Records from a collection
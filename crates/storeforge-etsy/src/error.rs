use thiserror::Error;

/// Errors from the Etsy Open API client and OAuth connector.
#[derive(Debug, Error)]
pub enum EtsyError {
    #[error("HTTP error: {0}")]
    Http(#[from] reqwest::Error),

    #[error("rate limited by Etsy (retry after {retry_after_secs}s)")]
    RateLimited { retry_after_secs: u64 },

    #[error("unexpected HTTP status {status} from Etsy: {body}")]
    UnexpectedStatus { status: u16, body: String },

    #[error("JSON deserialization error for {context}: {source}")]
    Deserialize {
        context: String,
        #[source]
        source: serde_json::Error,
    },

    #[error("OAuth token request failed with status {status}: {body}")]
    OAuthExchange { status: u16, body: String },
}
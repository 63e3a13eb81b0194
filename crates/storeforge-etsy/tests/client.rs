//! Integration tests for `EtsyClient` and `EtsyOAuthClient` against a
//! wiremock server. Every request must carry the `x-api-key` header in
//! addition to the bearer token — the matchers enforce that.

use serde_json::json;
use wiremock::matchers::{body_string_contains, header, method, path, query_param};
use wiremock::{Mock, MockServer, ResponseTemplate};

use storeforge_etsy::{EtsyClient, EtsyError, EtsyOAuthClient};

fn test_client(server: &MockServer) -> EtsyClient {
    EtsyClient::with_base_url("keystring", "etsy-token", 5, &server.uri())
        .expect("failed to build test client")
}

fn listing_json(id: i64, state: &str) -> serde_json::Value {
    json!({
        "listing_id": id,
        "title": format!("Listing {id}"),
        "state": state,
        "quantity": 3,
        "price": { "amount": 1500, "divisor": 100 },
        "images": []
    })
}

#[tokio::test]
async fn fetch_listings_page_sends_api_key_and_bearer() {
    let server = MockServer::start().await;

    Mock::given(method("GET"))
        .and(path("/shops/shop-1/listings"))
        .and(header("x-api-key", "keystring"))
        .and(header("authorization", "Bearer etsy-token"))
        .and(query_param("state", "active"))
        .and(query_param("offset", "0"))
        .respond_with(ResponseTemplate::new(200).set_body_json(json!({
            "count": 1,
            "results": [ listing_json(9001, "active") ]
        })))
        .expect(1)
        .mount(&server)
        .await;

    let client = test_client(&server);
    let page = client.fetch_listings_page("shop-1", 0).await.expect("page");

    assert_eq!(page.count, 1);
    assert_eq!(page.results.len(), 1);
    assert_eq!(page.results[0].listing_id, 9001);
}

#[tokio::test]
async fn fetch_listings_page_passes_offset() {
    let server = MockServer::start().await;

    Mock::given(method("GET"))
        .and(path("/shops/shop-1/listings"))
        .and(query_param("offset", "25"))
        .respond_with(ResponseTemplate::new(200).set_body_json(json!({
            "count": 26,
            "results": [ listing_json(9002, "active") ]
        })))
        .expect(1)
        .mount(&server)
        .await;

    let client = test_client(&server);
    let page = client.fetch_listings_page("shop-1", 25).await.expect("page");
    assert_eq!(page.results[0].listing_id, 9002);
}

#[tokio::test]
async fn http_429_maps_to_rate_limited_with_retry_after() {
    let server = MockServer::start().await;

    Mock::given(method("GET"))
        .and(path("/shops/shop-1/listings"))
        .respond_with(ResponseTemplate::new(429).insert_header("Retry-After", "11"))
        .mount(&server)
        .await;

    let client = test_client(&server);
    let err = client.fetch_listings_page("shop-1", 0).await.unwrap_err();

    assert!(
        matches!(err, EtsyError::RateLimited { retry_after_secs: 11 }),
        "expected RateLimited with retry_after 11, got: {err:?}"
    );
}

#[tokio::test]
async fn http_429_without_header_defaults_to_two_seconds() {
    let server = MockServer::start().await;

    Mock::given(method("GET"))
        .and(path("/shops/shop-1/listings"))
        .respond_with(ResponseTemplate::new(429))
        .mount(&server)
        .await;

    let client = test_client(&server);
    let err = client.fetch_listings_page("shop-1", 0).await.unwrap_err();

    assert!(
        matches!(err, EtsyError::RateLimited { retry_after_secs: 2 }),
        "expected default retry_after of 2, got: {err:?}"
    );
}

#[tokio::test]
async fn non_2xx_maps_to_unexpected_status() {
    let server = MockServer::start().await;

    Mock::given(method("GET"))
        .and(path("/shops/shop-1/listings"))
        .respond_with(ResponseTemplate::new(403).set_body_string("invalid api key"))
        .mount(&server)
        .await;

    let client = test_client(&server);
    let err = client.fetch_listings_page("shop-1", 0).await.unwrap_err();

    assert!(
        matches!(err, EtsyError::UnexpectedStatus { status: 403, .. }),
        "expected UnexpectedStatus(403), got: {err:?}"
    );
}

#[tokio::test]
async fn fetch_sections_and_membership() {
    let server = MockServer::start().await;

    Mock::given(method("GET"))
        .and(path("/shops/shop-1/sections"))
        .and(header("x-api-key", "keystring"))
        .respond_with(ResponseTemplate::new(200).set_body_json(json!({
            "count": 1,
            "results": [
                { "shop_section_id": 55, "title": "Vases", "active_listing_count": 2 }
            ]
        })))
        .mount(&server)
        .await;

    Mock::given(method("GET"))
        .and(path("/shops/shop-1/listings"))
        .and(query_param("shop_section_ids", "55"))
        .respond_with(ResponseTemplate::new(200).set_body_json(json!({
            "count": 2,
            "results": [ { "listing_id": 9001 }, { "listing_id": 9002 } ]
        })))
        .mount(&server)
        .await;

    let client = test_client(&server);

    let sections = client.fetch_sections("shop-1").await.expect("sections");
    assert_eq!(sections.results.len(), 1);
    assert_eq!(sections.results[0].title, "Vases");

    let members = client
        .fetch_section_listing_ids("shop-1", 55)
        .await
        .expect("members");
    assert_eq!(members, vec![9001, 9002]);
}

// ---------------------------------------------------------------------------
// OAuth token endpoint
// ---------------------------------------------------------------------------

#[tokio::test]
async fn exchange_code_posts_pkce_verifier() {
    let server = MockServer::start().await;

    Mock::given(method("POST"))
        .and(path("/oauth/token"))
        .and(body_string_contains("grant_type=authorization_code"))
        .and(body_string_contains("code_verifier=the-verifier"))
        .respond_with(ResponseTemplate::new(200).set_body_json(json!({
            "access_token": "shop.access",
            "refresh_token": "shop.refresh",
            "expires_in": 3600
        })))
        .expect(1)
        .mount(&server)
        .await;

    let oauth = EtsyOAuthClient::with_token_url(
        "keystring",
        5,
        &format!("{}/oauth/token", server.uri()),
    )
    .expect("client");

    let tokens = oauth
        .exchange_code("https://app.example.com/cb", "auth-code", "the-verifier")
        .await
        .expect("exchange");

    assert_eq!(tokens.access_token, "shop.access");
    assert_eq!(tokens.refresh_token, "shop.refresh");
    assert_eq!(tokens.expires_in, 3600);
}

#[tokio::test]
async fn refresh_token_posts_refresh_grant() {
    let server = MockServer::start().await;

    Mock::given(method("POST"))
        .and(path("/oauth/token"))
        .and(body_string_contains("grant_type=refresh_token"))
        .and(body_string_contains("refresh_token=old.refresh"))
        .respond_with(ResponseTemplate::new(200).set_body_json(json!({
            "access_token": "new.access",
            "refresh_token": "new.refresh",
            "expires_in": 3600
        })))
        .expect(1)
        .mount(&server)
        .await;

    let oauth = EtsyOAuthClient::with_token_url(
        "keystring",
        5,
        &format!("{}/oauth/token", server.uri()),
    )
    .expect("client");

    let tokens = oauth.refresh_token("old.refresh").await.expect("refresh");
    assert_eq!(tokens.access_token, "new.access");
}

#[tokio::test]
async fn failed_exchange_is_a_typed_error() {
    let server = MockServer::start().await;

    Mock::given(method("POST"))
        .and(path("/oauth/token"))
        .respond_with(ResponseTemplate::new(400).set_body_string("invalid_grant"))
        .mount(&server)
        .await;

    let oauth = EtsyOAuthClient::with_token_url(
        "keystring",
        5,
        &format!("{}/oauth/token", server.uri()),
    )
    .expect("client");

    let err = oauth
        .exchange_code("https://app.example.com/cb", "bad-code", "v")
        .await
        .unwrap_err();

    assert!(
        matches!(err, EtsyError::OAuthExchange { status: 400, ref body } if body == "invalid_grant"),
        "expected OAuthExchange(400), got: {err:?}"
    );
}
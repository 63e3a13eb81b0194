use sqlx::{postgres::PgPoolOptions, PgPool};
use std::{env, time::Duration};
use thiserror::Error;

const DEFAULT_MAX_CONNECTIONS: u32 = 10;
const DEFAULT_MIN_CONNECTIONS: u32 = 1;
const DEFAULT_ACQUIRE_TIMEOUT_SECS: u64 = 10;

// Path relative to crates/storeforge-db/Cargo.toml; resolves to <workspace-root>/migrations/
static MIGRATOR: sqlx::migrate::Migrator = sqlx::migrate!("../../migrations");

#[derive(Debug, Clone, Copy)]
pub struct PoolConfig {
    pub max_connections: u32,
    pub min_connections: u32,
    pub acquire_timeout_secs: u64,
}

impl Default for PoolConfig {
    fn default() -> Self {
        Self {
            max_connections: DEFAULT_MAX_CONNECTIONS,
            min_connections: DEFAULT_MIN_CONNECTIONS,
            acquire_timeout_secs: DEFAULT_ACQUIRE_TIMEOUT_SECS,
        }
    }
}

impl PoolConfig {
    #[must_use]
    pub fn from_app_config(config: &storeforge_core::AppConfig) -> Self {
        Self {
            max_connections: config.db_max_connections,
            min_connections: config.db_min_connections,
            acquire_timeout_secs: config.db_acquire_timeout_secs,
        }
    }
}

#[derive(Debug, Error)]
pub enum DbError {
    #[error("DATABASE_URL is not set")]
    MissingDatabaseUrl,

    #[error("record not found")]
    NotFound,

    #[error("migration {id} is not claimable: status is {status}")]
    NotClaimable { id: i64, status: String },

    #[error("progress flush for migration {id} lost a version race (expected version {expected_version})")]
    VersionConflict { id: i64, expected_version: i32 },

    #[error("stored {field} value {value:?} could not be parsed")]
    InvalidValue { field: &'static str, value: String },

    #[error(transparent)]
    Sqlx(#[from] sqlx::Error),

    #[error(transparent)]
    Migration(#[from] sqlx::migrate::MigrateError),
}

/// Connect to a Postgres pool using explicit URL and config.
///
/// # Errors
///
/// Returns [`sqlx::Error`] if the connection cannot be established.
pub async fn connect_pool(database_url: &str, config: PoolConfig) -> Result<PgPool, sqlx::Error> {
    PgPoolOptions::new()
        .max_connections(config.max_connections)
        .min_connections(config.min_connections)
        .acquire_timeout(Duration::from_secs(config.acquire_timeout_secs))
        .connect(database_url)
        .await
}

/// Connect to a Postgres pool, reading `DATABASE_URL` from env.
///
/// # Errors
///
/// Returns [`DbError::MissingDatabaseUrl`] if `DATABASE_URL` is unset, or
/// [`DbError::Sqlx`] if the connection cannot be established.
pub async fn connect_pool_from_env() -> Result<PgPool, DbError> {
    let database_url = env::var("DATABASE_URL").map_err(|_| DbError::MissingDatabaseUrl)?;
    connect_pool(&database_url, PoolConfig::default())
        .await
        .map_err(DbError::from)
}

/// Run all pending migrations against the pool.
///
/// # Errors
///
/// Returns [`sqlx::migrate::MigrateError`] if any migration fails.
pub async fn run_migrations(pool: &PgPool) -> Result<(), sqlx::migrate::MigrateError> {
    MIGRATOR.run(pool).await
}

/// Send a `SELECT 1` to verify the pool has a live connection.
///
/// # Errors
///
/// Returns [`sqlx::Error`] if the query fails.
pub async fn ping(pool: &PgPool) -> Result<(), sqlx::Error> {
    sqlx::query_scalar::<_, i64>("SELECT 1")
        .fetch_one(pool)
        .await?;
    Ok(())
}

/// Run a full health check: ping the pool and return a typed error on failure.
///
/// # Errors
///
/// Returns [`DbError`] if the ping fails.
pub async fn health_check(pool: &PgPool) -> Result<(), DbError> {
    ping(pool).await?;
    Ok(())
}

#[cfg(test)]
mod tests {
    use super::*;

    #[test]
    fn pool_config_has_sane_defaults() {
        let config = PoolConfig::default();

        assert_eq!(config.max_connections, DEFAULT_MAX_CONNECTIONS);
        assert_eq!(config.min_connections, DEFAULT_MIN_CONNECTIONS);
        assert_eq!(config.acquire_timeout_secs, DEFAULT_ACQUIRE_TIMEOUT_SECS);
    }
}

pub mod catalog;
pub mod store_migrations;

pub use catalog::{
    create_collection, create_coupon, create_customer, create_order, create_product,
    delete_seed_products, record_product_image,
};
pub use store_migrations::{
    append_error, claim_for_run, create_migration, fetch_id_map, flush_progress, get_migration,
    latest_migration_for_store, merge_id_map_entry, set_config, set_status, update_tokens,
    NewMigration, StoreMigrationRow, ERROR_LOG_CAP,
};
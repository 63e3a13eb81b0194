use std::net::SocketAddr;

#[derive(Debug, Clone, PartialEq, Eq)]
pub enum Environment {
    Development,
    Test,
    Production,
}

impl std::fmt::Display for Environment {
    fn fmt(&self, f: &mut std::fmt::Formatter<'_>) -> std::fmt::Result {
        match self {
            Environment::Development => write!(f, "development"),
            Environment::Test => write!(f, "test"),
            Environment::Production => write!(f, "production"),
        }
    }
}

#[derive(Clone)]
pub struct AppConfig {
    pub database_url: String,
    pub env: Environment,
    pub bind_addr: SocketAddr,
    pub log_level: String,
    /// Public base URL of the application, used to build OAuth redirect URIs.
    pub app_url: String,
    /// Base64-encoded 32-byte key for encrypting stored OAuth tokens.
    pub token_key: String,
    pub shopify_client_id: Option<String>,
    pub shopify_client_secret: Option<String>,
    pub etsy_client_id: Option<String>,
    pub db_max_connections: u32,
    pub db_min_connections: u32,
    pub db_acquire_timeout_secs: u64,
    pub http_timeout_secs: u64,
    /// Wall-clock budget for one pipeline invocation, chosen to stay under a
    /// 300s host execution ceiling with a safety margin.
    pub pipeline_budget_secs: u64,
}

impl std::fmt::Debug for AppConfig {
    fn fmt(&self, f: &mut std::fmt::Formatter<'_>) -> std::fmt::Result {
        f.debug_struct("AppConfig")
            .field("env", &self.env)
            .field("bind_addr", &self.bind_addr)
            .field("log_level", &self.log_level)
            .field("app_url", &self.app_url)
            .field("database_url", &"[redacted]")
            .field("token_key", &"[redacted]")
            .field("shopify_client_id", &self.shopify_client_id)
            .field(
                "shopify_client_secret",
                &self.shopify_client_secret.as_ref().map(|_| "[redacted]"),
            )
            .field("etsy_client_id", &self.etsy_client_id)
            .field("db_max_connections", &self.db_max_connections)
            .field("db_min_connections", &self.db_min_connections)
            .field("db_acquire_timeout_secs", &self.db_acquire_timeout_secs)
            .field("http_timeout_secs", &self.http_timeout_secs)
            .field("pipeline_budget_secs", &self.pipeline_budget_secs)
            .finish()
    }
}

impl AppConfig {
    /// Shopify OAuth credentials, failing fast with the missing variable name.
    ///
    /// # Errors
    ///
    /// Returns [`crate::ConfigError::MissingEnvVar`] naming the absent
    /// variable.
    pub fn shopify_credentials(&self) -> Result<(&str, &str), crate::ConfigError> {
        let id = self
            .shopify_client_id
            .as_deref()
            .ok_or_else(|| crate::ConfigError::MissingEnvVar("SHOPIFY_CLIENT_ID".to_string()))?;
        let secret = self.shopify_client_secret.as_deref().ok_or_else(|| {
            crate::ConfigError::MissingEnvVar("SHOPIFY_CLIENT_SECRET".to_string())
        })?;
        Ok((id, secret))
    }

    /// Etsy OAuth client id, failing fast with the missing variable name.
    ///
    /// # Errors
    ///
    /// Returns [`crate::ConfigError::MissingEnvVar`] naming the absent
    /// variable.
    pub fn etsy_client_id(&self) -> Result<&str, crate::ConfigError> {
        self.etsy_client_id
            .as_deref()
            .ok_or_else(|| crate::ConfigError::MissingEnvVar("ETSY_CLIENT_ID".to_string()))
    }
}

[How to complete this task] Copy out all lines above that include the string "RateLimited".

[Task answer]
    RateLimited { retry_after_secs: u64 },
        matches!(err, EtsyError::RateLimited { retry_after_secs: 11 }),
        "expected RateLimited with retry_after 11, got: {err:?}"
        matches!(err, EtsyError::RateLimited { retry_after_secs: 2 }),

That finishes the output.